Task item:
From the entries, filter out every line that lacks "predicates" and copy the rest.

[Collected data]
+--

// SPDX-License-Identifier: MIT
//
// Copyright (c) 2025 Alexandre Severino
//
// Permission is hereby granted, free of charge, to any person obtaining a copy
// of this software and associated documentation files (the "Software"), to deal
// in the Software without restriction, including without limitation the rights
// to use, copy, modify, merge, publish, distribute, sublicense, and/or sell
// copies of the Software, and to permit persons to whom the Software is
// furnished to do so, subject to the following conditions:
//
// The above copyright notice and this permission notice shall be included in
// all copies or substantial portions of the Software.
//
// THE SOFTWARE IS PROVIDED "AS IS", WITHOUT WARRANTY OF ANY KIND, EXPRESS OR
// IMPLIED, INCLUDING BUT NOT LIMITED TO THE WARRANTIES OF MERCHANTABILITY,
// FITNESS FOR A PARTICULAR PURPOSE AND NONINFRINGEMENT. IN NO EVENT SHALL THE
// AUTHORS OR COPYRIGHT HOLDERS BE LIABLE FOR ANY CLAIM, DAMAGES OR OTHER
// LIABILITY, WHETHER IN AN ACTION OF CONTRACT, TORT OR OTHERWISE, ARISING FROM,
// OUT OF OR IN CONNECTION WITH THE SOFTWARE OR THE USE OR OTHER DEALINGS IN THE
// SOFTWARE.

use crate::{
    geometry::{aabb::Aabb, point::Point3, segment::Segment3, triangle::Triangle3},
    kernel::predicates,
    numeric::scalar::Scalar,
};

/// Geometric kernel: a scalar type plus the predicates evaluated on it.
///
/// Both intersection predicates default to the closed-set tests of
/// [`predicates`], so a kernel only has to pick its number type. The
/// detector calls them through the kernel, so overriding one replaces it
/// for every scan.
pub trait Kernel3 {
    type FT: Scalar;

    /// Whether predicates evaluated with `FT` are exact.
    const EXACT: bool;

    /// Conservative `f64` box around a point.
    fn bbox(p: &Point3<Self::FT>) -> Aabb {
        Aabb::from_point(p)
    }

    fn do_intersect_triangles(t1: &Triangle3<Self::FT>, t2: &Triangle3<Self::FT>) -> bool {
        predicates::do_intersect_triangles(t1, t2)
    }

    fn do_intersect_triangle_segment(t: &Triangle3<Self::FT>, s: &Segment3<Self::FT>) -> bool {
        predicates::do_intersect_triangle_segment(t, s)
    }
}
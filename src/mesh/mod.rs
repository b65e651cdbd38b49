// SPDX-License-Identifier: MIT
//
// Copyright (c) 2025 Alexandre Severino
//
// Permission is hereby granted, free of charge, to any person obtaining a copy
// of this software and associated documentation files (the "Software"), to deal
// in the Software without restriction, including without limitation the rights
// to use, copy, modify, merge, publish, distribute, sublicense, and/or sell
// copies of the Software, and to permit persons to whom the Software is
// furnished to do so, subject to the following conditions:
//
// The above copyright notice and this permission notice shall be included in
// all copies or substantial portions of the Software.
//
// THE SOFTWARE IS PROVIDED "AS IS", WITHOUT WARRANTY OF ANY KIND, EXPRESS OR
// IMPLIED, INCLUDING BUT NOT LIMITED TO THE WARRANTIES OF MERCHANTABILITY,
// FITNESS FOR A PARTICULAR PURPOSE AND NONINFRINGEMENT. IN NO EVENT SHALL THE
// AUTHORS OR COPYRIGHT HOLDERS BE LIABLE FOR ANY CLAIM, DAMAGES OR OTHER
// LIABILITY, WHETHER IN AN ACTION OF CONTRACT, TORT OR OTHERWISE, ARISING FROM,
// OUT OF OR IN CONNECTION WITH THE SOFTWARE OR THE USE OR OTHER DEALINGS IN THE
// SOFTWARE.

pub mod core;
pub mod face;
pub mod half_edge;
pub mod surface;
pub mod topology;
pub mod vertex;

pub use self::core::Mesh;
pub use surface::PolyhedralSurface;
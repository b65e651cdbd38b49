// SPDX-License-Identifier: MIT
//
// Copyright (c) 2025 Alexandre Severino
//
// Permission is hereby granted, free of charge, to any person obtaining a copy
// of this software and associated documentation files (the "Software"), to deal
// in the Software without restriction, including without limitation the rights
// to use, copy, modify, merge, publish, distribute, sublicense, and/or sell
// copies of the Software, and to permit persons to whom the Software is
// furnished to do so, subject to the following conditions:
//
// The above copyright notice and this permission notice shall be included in
// all copies or substantial portions of the Software.
//
// THE SOFTWARE IS PROVIDED "AS IS", WITHOUT WARRANTY OF ANY KIND, EXPRESS OR
// IMPLIED, INCLUDING BUT NOT LIMITED TO THE WARRANTIES OF MERCHANTABILITY,
// FITNESS FOR A PARTICULAR PURPOSE AND NONINFRINGEMENT. IN NO EVENT SHALL THE
// AUTHORS OR COPYRIGHT HOLDERS BE LIABLE FOR ANY CLAIM, DAMAGES OR OTHER
// LIABILITY, WHETHER IN AN ACTION OF CONTRACT, TORT OR OTHERWISE, ARISING FROM,
// OUT OF OR IN CONNECTION WITH THE SOFTWARE OR THE USE OR OTHER DEALINGS IN THE
// SOFTWARE.

use std::{
    fmt,
    sync::atomic::{AtomicUsize, Ordering},
};

/// Counters describing one scan.
#[derive(Debug, Clone, Copy, Default, PartialEq, Eq)]
pub struct ScanStats {
    /// Facets boxed by the broad phase.
    pub facets: usize,
    /// Box pairs handed to the adjacency classifier.
    pub candidate_pairs: usize,
    /// Candidates skipped because the facets share an edge.
    pub shared_edge_pairs: usize,
    /// Candidates tested with the triangle/opposite-edge predicates.
    pub shared_vertex_pairs: usize,
    /// Candidates tested with the triangle/triangle predicate.
    pub disjoint_pairs: usize,
    /// Number of narrow-phase predicate evaluations.
    pub predicate_calls: usize,
    /// Reports handed to the sink.
    pub reported: usize,
    /// The sink stopped the scan before it finished.
    pub cancelled: bool,
}

impl fmt::Display for ScanStats {
    fn fmt(&self, f: &mut fmt::Formatter<'_>) -> fmt::Result {
        write!(
            f,
            "{} facets, {} candidate pairs ({} shared edge, {} shared vertex, {} disjoint), {} predicate calls, {} reported",
            self.facets,
            self.candidate_pairs,
            self.shared_edge_pairs,
            self.shared_vertex_pairs,
            self.disjoint_pairs,
            self.predicate_calls,
            self.reported
        )?;
        if self.cancelled {
            write!(f, " (stopped early)")?;
        }
        Ok(())
    }
}

/// Shared counters updated from the broad-phase callback, possibly from
/// several rayon workers at once.
#[derive(Debug, Default)]
pub(crate) struct ScanCounters {
    pub candidate_pairs: AtomicUsize,
    pub shared_edge_pairs: AtomicUsize,
    pub shared_vertex_pairs: AtomicUsize,
    pub disjoint_pairs: AtomicUsize,
    pub predicate_calls: AtomicUsize,
    pub reported: AtomicUsize,
}

impl ScanCounters {
    #[inline]
    pub fn bump(counter: &AtomicUsize) {
        counter.fetch_add(1, Ordering::Relaxed);
    }

    pub fn snapshot(&self, facets: usize, cancelled: bool) -> ScanStats {
        let load = |c: &AtomicUsize| c.load(Ordering::Relaxed);
        ScanStats {
            facets,
            candidate_pairs: load(&self.candidate_pairs),
            shared_edge_pairs: load(&self.shared_edge_pairs),
            shared_vertex_pairs: load(&self.shared_vertex_pairs),
            disjoint_pairs: load(&self.disjoint_pairs),
            predicate_calls: load(&self.predicate_calls),
            reported: load(&self.reported),
            cancelled,
        }
    }
}

#[cfg(test)]
mod tests {
    use super::*;

    #[test]
    fn snapshot_reads_counters() {
        let counters = ScanCounters::default();
        ScanCounters::bump(&counters.candidate_pairs);
        ScanCounters::bump(&counters.candidate_pairs);
        ScanCounters::bump(&counters.reported);

        let stats = counters.snapshot(10, true);
        assert_eq!(stats.facets, 10);
        assert_eq!(stats.candidate_pairs, 2);
        assert_eq!(stats.reported, 1);
        assert!(stats.cancelled);
        assert!(stats.to_string().ends_with("(stopped early)"));
    }
}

+--

Solution for this task:
    kernel::predicates,
/// Geometric kernel: a scalar type plus the predicates evaluated on it.
/// Both intersection predicates default to the closed-set tests of
/// [`predicates`], so a kernel only has to pick its number type. The
    /// Whether predicates evaluated with `FT` are exact.
        predicates::do_intersect_triangles(t1, t2)
        predicates::do_intersect_triangle_segment(t, s)
    /// Candidates tested with the triangle/opposite-edge predicates.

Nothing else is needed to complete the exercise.